I Viaggi Di Faustina
Roberta Invernizzi triumphs in this recording, re-animating Baroque prima donna Faustina Bordoni’s legacy with grace and authority. The Italian soprano deftly captures Bordoni’s celebrated qualities with precision, noble invention and pure yet warm tone. She sings with a dramatic intensity, poised virtuosity and disarming spontaneity that shows us how Bordoni often moved her audiences to tears. Not merely a star showcase, this disc respectfully revisits a singer who influenced a generation of performers and composers.
There’s substantive historical research behind the recording’s programme. It’s exclusively of music by the Naples-based composers who helped make Bordoni famous: Nicola Porpora, Leonardo Vinci, Francesco Mancini, Domenico Sarro and Antonio Maria Bononcini. Now often dismissed with a yawn, in their day these artists were considered superior to Handel. The unfamiliar gems heard here, practically all recorded for the first time, show us why. Invernizzi shares not just Bordoni’s qualities but also her Midas touch, turning music that appears unexceptional on the page into golden moments. Like Bordoni, Invernizzi’s languor and limpid simplicity thrill the listener as much as, and sometimes even more than, her virtuosic additions. Extemporisations by the players also help unleash the expressiveness latent in seemingly simple motifs, as etched articulation brings out toe-tapping meters, or gossamer textures shimmer and melt into silence, to electrifying effect.

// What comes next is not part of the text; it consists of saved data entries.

use std::sync::Arc;

use async_trait::async_trait;

use crate::domain::logger::Logger;
use crate::domain::user::errors::UserError;
use crate::domain::user::model::User;
use crate::domain::user::repository::UserRepository;
use crate::domain::user::use_cases::get_current::{GetCurrentUserParams, GetCurrentUserUseCase};

pub struct GetCurrentUserUseCaseImpl {
    pub repository: Arc<dyn UserRepository>,
    pub logger: Arc<dyn Logger>,
}

#[async_trait]
impl GetCurrentUserUseCase for GetCurrentUserUseCaseImpl {
    async fn execute(&self, params: GetCurrentUserParams) -> Result<Option<User>, UserError> {
        let Some(user_id) = params.session.user_id() else {
            return Ok(None);
        };

        let user = self.repository.find_by_id(user_id).await?;
        if user.is_none() {
            // Token outlived its account
            self.logger
                .warn(&format!("Session refers to missing user {}", user_id));
        }
        Ok(user)
    }
}

#[cfg(test)]
mod tests {
    use super::*;
    use crate::domain::errors::RepositoryError;
    use crate::domain::shared::session::Session;
    use crate::domain::shared::value_objects::UserId;
    use crate::domain::user::model::PasswordHash;
    use chrono::Utc;
    use mockall::mock;

    mock! {
        pub UserRepo {}

        #[async_trait]
        impl UserRepository for UserRepo {
            async fn find_by_id(&self, id: &UserId) -> Result<Option<User>, RepositoryError>;
            async fn find_by_email(&self, email: &str) -> Result<Option<User>, RepositoryError>;
            async fn save(&self, user: &User) -> Result<(), RepositoryError>;
        }
    }

    mock! {
        pub Log {}

        impl Logger for Log {
            fn info(&self, message: &str);
            fn warn(&self, message: &str);
            fn error(&self, message: &str);
            fn debug(&self, message: &str);
        }
    }

    fn mock_logger() -> Arc<dyn Logger> {
        let mut logger = MockLog::new();
        logger.expect_info().returning(|_| ());
        logger.expect_warn().returning(|_| ());
        logger.expect_error().returning(|_| ());
        logger.expect_debug().returning(|_| ());
        Arc::new(logger)
    }

    #[tokio::test]
    async fn should_return_none_for_anonymous_session() {
        let mut repo = MockUserRepo::new();
        repo.expect_find_by_id().never();

        let use_case = GetCurrentUserUseCaseImpl {
            repository: Arc::new(repo),
            logger: mock_logger(),
        };

        let result = use_case
            .execute(GetCurrentUserParams {
                session: Session::anonymous(),
            })
            .await;

        assert!(result.unwrap().is_none());
    }

    #[tokio::test]
    async fn should_load_signed_in_user() {
        let user_id = UserId::generate();
        let mut repo = MockUserRepo::new();
        repo.expect_find_by_id().returning(|id| {
            Ok(Some(User {
                id: *id,
                name: "Barbara".to_string(),
                email: "barbara@example.com".to_string(),
                password_hash: PasswordHash::new("h".to_string()),
                profile_picture_url: "https://example.com/b.png".to_string(),
                created_at: Utc::now(),
                updated_at: Utc::now(),
            }))
        });

        let use_case = GetCurrentUserUseCaseImpl {
            repository: Arc::new(repo),
            logger: mock_logger(),
        };

        let user = use_case
            .execute(GetCurrentUserParams {
                session: Session::authenticated(user_id),
            })
            .await
            .unwrap()
            .unwrap();

        assert_eq!(user.id, user_id);
    }

    #[tokio::test]
    async fn should_return_none_when_account_is_gone() {
        let mut repo = MockUserRepo::new();
        repo.expect_find_by_id().returning(|_| Ok(None));

        let use_case = GetCurrentUserUseCaseImpl {
            repository: Arc::new(repo),
            logger: mock_logger(),
        };

        let result = use_case
            .execute(GetCurrentUserParams {
                session: Session::authenticated(UserId::generate()),
            })
            .await;

        assert!(result.unwrap().is_none());
    }
}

Director Antonio Florio fills the exchanges between Invernizzi and the players with suspense. A veteran of 18th-century Neapolitan repertory, he is alert to details implied but not notated, and brings to his intellectual command of the material a huge vitality and imagination. The sound quality is not only impeccable but also reflects a deep understanding of what this repertory needs: a warm yet intimate recording acoustic, strategic microphone placement and minimal editing. The liner notes enlarge our knowledge of Bordoni, for instance by reproducing a newly discovered and previously unpublished portrait.
This is the first instalment in Glossa’s new series dedicated to Baroque singers. To hear a Baroque sensibility collectively communicated with such depth is a pure delight. And to be shown the inspiration that a great singer can provide, both to composers and to other performers, is a lesson long overdue.